Dan aku masih membenci hujan.

Aku pun mengutuki hujan yang turun di sore hari, saat berasku habis. Aku harus berkejaran dengan waktu dan juga hujan, untuk pergi ke toko membeli beras, lalu mengayuh sepedaku cepat-cepat menjemput anakku di sekolah. Sudah berat, basah pula semuanya.

Untuk alasan-alasan seperti itulah aku membenci hujan.

Dan hujan seperti tahu aku membencinya sekali atau berkali-kali lipat dalam situasi tertentu. Dia membisikkan sesuatu padaku sore itu, bahwa dia dan kawan-kawannya datang bukan semata untuk membuatku merasa dibuat susah yang bertambah-tambah. Dia bilang,

"Aku memang turun, tapi itu semua untuk menjemput doa-doamu, dan lalu kan kubawa dia ke tempat dimana seharusnya doamu disematkan"

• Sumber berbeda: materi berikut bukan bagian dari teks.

use std::collections::{BTreeMap, HashMap};
use std::sync::{Condvar, Mutex};

use protocol::TileKey;

use crate::{TileError, TileRef};

#[derive(Debug, Clone, Copy, PartialEq, Eq)]
pub enum Enqueued {
    /// New entry; the queue acquired its own holder.
    Inserted,
    /// Already queued and moved to the front.
    Promoted,
    /// Already queued; position left unchanged.
    AlreadyQueued,
}

#[derive(Debug)]
struct QueueState {
    // Smaller sequence pops first. Front pushes count down, back pushes count up.
    order: BTreeMap<i64, TileRef>,
    positions: HashMap<TileKey, i64>,
    next_front: i64,
    next_back: i64,
    // Entries popped by consumers that have not called `complete` yet.
    checked_out: usize,
    closed: bool,
}

impl QueueState {
    fn insert(&mut self, record: &TileRef, sequence: i64) -> Result<(), TileError> {
        self.positions
            .try_reserve(1)
            .map_err(|_| TileError::OutOfMemory {
                structure: "load queue",
            })?;
        record.acquire();
        self.positions.insert(record.key(), sequence);
        self.order.insert(sequence, TileRef::clone(record));
        Ok(())
    }

    fn take_front_sequence(&mut self) -> i64 {
        let sequence = self.next_front;
        self.next_front -= 1;
        sequence
    }

    fn take_back_sequence(&mut self) -> i64 {
        let sequence = self.next_back;
        self.next_back += 1;
        sequence
    }

    fn move_to_front(&mut self, key: TileKey) -> bool {
        let Some(current) = self.positions.get(&key).copied() else {
            return false;
        };
        let sequence = self.take_front_sequence();
        let record = self
            .order
            .remove(&current)
            .expect("load queue position points at a missing entry");
        self.order.insert(sequence, record);
        self.positions.insert(key, sequence);
        true
    }

    fn assert_accepting_new_requests(&self, stage: &'static str) {
        if self.closed {
            panic!("load queue rejects new request after close at stage {stage}");
        }
    }
}

/// Pending fetches, highest priority at the front, at most one entry per key.
///
/// Every entry owns one holder on its record. Holders are acquired and handed off
/// while the queue lock is held, so membership and reference counts change together.
#[derive(Debug)]
pub struct LoadQueue {
    state: Mutex<QueueState>,
    available: Condvar,
}

impl Default for LoadQueue {
    fn default() -> Self {
        Self::new()
    }
}

impl LoadQueue {
    pub fn new() -> Self {
        Self {
            state: Mutex::new(QueueState {
                order: BTreeMap::new(),
                positions: HashMap::new(),
                next_front: -1,
                next_back: 0,
                checked_out: 0,
                closed: false,
            }),
            available: Condvar::new(),
        }
    }

    /// Queues `record` at highest priority, or promotes its existing entry.
    pub fn enqueue_front(&self, record: &TileRef) -> Result<Enqueued, TileError> {
        let mut state = self.state.lock().expect("load queue lock poisoned");
        state.assert_accepting_new_requests("enqueue_front");
        if state.move_to_front(record.key()) {
            return Ok(Enqueued::Promoted);
        }
        let sequence = state.take_front_sequence();
        state.insert(record, sequence)?;
        drop(state);
        self.available.notify_one();
        Ok(Enqueued::Inserted)
    }

    /// Queues `record` at lowest priority. Existing entries keep their position.
    pub fn enqueue_back(&self, record: &TileRef) -> Result<Enqueued, TileError> {
        let mut state = self.state.lock().expect("load queue lock poisoned");
        state.assert_accepting_new_requests("enqueue_back");
        if state.positions.contains_key(&record.key()) {
            return Ok(Enqueued::AlreadyQueued);
        }
        let sequence = state.take_back_sequence();
        state.insert(record, sequence)?;
        drop(state);
        self.available.notify_one();
        Ok(Enqueued::Inserted)
    }

    /// Moves a queued key to the front. Returns false if it is not queued.
    pub fn promote(&self, key: TileKey) -> bool {
        let mut state = self.state.lock().expect("load queue lock poisoned");
        state.move_to_front(key)
    }

    /// Takes `key` out of the queue. The queue's holder moves to the caller.
    pub fn remove(&self, key: TileKey) -> Option<TileRef> {
        let mut state = self.state.lock().expect("load queue lock poisoned");
        let sequence = state.positions.remove(&key)?;
        let record = state
            .order
            .remove(&sequence)
            .expect("load queue position points at a missing entry");
        Some(record)
    }

    /// Blocks until an entry is available. Returns `None` once the queue is closed.
    /// The queue's holder moves to the caller, who reports back with [`LoadQueue::complete`].
    pub fn pop_blocking(&self) -> Option<TileRef> {
        let mut state = self.state.lock().expect("load queue lock poisoned");
        loop {
            if state.closed {
                return None;
            }
            if let Some((_, record)) = state.order.pop_first() {
                state.positions.remove(&record.key());
                state.checked_out += 1;
                return Some(record);
            }
            state = self
                .available
                .wait(state)
                .expect("load queue lock poisoned");
        }
    }

    pub fn try_pop(&self) -> Option<TileRef> {
        let mut state = self.state.lock().expect("load queue lock poisoned");
        if state.closed {
            return None;
        }
        let (_, record) = state.order.pop_first()?;
        state.positions.remove(&record.key());
        state.checked_out += 1;
        Some(record)
    }

    /// Marks one popped entry as fully handled.
    pub fn complete(&self) {
        let mut state = self.state.lock().expect("load queue lock poisoned");
        state.checked_out = state
            .checked_out
            .checked_sub(1)
            .expect("load queue completion without a matching pop");
    }

    /// No queued entries and no popped entry still being handled.
    pub fn is_idle(&self) -> bool {
        let state = self.state.lock().expect("load queue lock poisoned");
        state.order.is_empty() && state.checked_out == 0
    }

    pub fn contains(&self, key: TileKey) -> bool {
        self.state
            .lock()
            .expect("load queue lock poisoned")
            .positions
            .contains_key(&key)
    }

    pub fn len(&self) -> usize {
        self.state
            .lock()
            .expect("load queue lock poisoned")
            .order
            .len()
    }

    pub fn is_empty(&self) -> bool {
        self.len() == 0
    }

    /// Keys in pop order.
    pub fn keys(&self) -> Vec<TileKey> {
        self.state
            .lock()
            .expect("load queue lock poisoned")
            .order
            .values()
            .map(|record| record.key())
            .collect()
    }

    /// Wakes every blocked consumer; further pops return `None`.
    pub fn close(&self) {
        let mut state = self.state.lock().expect("load queue lock poisoned");
        state.closed = true;
        drop(state);
        self.available.notify_all();
    }

    pub fn is_closed(&self) -> bool {
        self.state.lock().expect("load queue lock poisoned").closed
    }

    /// Removes every entry, handing each holder to the caller.
    pub fn drain(&self) -> Vec<TileRef> {
        let mut state = self.state.lock().expect("load queue lock poisoned");
        state.positions.clear();
        std::mem::take(&mut state.order).into_values().collect()
    }
}
use crossbeam_channel::{Receiver, Select, SendError, Sender, TryRecvError, TrySendError, bounded};
use tiles::TileRef;

/// Creates the bounded worker -> render thread handoff.
///
/// Dropping the returned `Sender<()>` releases any worker blocked on a full buffer.
pub(crate) fn loaded_buffer(capacity: usize) -> (LoadedSender, LoadedReceiver, Sender<()>) {
    assert!(
        capacity > 0,
        "loaded buffer capacity must be greater than zero"
    );
    let (record_sender, record_receiver) = bounded(capacity);
    let (shutdown_sender, shutdown_receiver) = bounded::<()>(0);
    (
        LoadedSender {
            records: record_sender,
            shutdown: shutdown_receiver,
        },
        LoadedReceiver {
            records: record_receiver,
        },
        shutdown_sender,
    )
}

#[derive(Clone)]
pub(crate) struct LoadedSender {
    records: Sender<TileRef>,
    shutdown: Receiver<()>,
}

impl LoadedSender {
    /// Hands `record` (and the caller's holder) to the render thread, blocking while
    /// the buffer is full. Returns the record if shutdown begins first.
    pub(crate) fn send(&self, record: TileRef) -> Result<(), TileRef> {
        let record = match self.records.try_send(record) {
            Ok(()) => return Ok(()),
            Err(TrySendError::Full(record)) => record,
            Err(TrySendError::Disconnected(record)) => return Err(record),
        };

        let mut select = Select::new();
        let send_index = select.send(&self.records);
        let shutdown_index = select.recv(&self.shutdown);
        let operation = select.select();
        let index = operation.index();
        if index == send_index {
            operation
                .send(&self.records, record)
                .map_err(|SendError(record)| record)
        } else if index == shutdown_index {
            let _ = operation.recv(&self.shutdown);
            Err(record)
        } else {
            panic!("loaded buffer select returned unknown operation {index}");
        }
    }
}

pub(crate) struct LoadedReceiver {
    records: Receiver<TileRef>,
}

impl LoadedReceiver {
    pub(crate) fn try_recv(&self) -> Option<TileRef> {
        match self.records.try_recv() {
            Ok(record) => Some(record),
            Err(TryRecvError::Empty) | Err(TryRecvError::Disconnected) => None,
        }
    }

    pub(crate) fn len(&self) -> usize {
        self.records.len()
    }
}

Aku masih tak percaya. Ku fikir mereka membual saja. Biar kesan syahdu dan melankolisnya tak ternodai oleh kebencianku padanya. Aku tetap menebar keluh setiap dia turun, kapanpun dan di manapun.

Aku belum berhenti membenci hujan.

Satu-satunya yang aku sukai dari hujan hanya satu. Dia dan teman-temannya selalu bisa menjadi tempatku bersembunyi dan menyembunyikan air mataku. Siapa yang bisa tahu, wajahmu basah kehujanan atau karena air mata yang tak kalah deras luruh dari kelopak itu? Hujan menyembunyikannya. Kau tetap bisa bernyanyi bahagia, dan saat yang sama kau menangis menggelung samudra.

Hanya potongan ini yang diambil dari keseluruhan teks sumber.